THE TASK:
Whenever a line below includes the word "ReconciliationClient", copy that line.

↓

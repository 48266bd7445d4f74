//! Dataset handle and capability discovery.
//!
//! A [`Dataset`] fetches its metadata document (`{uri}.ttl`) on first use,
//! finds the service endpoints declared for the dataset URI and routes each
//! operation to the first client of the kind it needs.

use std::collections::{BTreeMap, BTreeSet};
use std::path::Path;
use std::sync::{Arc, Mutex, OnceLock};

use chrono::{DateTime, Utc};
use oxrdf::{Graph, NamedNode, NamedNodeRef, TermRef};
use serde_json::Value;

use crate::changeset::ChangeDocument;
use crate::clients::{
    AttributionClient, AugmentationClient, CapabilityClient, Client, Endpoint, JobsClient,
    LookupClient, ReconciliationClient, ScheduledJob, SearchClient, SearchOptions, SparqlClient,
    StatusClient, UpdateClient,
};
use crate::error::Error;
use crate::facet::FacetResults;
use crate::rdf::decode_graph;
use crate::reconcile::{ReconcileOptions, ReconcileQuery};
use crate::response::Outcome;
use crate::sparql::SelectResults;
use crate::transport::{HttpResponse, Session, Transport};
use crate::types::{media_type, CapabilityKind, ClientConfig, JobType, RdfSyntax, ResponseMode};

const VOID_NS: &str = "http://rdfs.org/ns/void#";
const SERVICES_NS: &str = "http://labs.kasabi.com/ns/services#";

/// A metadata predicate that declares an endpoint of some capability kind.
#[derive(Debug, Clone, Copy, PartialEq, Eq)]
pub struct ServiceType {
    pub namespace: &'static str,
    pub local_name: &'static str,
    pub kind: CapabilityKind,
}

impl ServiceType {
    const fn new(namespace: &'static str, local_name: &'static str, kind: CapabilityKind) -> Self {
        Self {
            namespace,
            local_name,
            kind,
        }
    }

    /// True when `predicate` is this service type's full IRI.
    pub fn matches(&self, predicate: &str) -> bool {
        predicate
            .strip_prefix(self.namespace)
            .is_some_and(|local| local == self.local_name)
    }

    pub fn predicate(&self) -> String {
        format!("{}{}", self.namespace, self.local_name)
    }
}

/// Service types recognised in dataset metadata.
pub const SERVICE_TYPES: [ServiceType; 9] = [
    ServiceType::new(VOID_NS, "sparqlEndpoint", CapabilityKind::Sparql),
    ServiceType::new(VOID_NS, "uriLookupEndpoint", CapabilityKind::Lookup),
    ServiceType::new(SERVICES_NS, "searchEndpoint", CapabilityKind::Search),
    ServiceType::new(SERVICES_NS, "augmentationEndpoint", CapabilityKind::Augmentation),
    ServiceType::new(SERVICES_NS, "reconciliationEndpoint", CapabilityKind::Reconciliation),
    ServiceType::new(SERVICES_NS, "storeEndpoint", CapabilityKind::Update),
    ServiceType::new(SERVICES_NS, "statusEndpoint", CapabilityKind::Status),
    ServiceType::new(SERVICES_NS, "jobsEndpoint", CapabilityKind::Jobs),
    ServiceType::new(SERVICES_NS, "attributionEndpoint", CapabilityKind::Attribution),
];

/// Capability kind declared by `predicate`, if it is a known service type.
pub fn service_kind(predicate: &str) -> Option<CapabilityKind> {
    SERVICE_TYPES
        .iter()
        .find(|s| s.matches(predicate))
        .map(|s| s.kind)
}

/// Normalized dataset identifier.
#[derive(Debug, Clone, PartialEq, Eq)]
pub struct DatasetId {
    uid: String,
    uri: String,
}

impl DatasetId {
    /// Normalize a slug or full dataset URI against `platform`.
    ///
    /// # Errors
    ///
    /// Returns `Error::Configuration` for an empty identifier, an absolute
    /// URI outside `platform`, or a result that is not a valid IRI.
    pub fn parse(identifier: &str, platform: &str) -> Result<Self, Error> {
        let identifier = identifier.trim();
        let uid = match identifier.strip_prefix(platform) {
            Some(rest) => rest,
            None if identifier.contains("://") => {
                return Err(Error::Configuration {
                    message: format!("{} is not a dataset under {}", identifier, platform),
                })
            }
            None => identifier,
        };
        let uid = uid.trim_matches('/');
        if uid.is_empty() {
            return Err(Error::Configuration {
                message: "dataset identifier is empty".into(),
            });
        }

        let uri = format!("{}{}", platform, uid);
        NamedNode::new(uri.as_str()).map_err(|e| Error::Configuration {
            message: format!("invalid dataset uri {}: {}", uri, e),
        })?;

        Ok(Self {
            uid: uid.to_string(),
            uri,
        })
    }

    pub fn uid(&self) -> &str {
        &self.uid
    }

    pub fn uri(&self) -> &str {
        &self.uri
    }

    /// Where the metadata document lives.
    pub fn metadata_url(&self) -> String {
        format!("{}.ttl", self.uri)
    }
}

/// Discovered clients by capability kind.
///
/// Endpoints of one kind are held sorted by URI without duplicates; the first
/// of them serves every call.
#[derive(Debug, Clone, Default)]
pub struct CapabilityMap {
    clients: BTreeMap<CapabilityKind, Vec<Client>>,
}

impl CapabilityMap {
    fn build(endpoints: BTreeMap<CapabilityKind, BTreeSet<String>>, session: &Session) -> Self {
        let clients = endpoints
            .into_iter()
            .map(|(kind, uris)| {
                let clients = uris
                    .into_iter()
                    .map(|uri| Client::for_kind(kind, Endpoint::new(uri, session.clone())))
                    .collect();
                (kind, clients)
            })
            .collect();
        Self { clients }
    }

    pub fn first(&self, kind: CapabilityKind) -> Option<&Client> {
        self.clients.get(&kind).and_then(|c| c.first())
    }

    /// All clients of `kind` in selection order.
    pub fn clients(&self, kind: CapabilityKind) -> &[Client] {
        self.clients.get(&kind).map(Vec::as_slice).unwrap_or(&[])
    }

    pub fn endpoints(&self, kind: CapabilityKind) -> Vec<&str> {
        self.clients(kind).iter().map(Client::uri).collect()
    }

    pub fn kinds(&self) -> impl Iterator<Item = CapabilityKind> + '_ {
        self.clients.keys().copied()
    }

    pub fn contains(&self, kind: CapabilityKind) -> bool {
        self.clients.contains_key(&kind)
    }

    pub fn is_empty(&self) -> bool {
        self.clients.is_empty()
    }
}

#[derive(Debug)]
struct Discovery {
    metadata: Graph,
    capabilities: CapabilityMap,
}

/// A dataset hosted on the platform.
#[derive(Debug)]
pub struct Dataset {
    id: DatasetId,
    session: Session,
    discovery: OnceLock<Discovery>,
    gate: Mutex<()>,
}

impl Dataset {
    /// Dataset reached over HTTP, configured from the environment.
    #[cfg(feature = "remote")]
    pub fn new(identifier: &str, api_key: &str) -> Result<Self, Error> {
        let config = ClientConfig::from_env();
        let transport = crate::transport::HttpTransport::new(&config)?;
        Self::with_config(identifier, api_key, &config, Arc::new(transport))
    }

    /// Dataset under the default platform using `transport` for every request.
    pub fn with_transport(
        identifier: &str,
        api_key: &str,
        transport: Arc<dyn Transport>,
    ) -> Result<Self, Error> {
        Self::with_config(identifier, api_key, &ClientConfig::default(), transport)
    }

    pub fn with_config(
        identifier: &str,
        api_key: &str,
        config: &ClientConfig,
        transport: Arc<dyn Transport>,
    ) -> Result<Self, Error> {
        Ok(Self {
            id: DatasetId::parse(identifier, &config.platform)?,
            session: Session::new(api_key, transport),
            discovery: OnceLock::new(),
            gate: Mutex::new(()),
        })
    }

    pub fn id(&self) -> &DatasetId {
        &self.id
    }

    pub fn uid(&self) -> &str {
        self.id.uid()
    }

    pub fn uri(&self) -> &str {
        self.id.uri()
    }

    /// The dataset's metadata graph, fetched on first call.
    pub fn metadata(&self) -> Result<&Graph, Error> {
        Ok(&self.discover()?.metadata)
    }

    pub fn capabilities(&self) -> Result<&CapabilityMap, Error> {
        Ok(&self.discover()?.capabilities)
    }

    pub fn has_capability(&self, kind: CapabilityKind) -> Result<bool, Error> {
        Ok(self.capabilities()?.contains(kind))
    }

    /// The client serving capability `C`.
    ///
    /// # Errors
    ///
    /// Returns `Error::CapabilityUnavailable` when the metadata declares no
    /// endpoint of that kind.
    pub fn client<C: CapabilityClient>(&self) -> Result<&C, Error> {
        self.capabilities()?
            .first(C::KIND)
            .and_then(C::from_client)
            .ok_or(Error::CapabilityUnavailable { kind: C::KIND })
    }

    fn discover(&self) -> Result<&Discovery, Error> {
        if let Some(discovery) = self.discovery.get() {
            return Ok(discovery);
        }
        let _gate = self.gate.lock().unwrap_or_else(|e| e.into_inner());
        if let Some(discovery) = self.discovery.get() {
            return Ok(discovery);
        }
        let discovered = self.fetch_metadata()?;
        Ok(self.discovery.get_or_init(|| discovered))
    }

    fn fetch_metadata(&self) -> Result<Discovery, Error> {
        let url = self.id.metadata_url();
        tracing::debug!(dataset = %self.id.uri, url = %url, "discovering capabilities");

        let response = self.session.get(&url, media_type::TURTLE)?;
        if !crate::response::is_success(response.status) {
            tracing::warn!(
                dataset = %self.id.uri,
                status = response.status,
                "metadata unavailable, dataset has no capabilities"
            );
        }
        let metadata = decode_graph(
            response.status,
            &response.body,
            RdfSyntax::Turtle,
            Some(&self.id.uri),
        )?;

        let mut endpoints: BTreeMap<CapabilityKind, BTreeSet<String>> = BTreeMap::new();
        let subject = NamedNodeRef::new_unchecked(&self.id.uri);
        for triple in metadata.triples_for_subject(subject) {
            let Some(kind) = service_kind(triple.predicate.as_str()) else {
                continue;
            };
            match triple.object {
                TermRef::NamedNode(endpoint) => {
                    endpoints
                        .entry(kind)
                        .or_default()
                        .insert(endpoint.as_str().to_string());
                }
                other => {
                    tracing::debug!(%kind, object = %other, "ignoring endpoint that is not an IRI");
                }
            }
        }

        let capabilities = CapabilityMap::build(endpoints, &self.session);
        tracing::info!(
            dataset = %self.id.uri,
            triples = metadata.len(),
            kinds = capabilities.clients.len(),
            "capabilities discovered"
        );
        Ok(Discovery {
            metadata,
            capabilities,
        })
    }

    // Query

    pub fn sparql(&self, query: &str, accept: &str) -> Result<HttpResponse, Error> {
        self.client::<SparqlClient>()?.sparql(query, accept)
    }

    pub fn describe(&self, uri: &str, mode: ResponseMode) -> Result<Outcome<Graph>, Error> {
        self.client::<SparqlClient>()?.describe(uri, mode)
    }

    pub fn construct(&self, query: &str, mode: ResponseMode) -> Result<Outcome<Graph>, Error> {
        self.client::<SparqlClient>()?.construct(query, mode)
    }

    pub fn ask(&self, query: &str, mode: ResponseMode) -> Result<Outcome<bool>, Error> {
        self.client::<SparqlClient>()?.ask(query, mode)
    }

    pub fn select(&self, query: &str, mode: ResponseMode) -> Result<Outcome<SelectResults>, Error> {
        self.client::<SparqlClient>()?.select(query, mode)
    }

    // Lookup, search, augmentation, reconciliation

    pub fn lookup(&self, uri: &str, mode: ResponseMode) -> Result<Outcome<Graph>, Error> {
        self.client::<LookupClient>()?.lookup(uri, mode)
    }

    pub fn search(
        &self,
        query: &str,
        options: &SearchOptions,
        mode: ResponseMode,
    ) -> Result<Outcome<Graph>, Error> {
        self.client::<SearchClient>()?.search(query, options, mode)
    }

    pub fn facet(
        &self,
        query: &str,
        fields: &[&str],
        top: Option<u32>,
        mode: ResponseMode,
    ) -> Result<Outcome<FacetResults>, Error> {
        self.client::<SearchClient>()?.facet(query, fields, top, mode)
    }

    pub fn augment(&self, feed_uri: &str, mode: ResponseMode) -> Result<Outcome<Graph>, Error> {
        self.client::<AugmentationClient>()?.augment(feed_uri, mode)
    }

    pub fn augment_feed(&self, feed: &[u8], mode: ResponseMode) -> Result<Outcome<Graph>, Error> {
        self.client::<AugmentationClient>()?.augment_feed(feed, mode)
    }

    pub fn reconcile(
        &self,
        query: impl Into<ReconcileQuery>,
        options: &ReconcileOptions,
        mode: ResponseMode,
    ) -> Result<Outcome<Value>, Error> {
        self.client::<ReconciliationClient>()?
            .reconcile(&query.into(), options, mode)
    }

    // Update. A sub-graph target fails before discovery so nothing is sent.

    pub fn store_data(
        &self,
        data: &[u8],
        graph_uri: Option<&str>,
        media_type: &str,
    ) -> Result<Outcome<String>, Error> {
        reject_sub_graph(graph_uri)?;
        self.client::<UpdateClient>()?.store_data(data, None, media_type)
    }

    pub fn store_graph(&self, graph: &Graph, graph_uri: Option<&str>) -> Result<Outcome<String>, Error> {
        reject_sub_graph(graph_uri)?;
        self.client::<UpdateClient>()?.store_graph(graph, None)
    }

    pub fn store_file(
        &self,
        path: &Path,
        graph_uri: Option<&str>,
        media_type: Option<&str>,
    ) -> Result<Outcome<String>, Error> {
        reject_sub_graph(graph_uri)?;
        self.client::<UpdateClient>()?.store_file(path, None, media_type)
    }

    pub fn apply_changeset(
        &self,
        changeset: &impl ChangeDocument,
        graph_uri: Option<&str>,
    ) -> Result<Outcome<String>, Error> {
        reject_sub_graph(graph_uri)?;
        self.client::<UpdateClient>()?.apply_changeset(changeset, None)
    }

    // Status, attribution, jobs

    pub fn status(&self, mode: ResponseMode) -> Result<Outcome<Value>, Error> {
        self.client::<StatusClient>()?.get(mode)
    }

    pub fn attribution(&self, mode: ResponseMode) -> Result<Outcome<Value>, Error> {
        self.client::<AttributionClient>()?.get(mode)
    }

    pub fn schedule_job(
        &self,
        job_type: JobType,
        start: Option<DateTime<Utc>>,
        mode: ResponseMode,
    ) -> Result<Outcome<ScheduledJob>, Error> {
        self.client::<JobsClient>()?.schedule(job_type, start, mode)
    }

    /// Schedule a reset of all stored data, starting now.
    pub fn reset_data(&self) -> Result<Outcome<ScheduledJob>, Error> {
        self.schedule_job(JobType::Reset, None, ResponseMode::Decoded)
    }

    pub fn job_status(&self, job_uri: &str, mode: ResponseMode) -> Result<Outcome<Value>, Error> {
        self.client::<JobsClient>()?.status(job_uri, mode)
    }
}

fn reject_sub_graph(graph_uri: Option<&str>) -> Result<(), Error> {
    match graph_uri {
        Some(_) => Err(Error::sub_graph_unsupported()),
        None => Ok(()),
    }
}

↑

PROBLEM SOLUTION:
    LookupClient, ReconciliationClient, ScheduledJob, SearchClient, SearchOptions, SparqlClient,
        self.client::<ReconciliationClient>()?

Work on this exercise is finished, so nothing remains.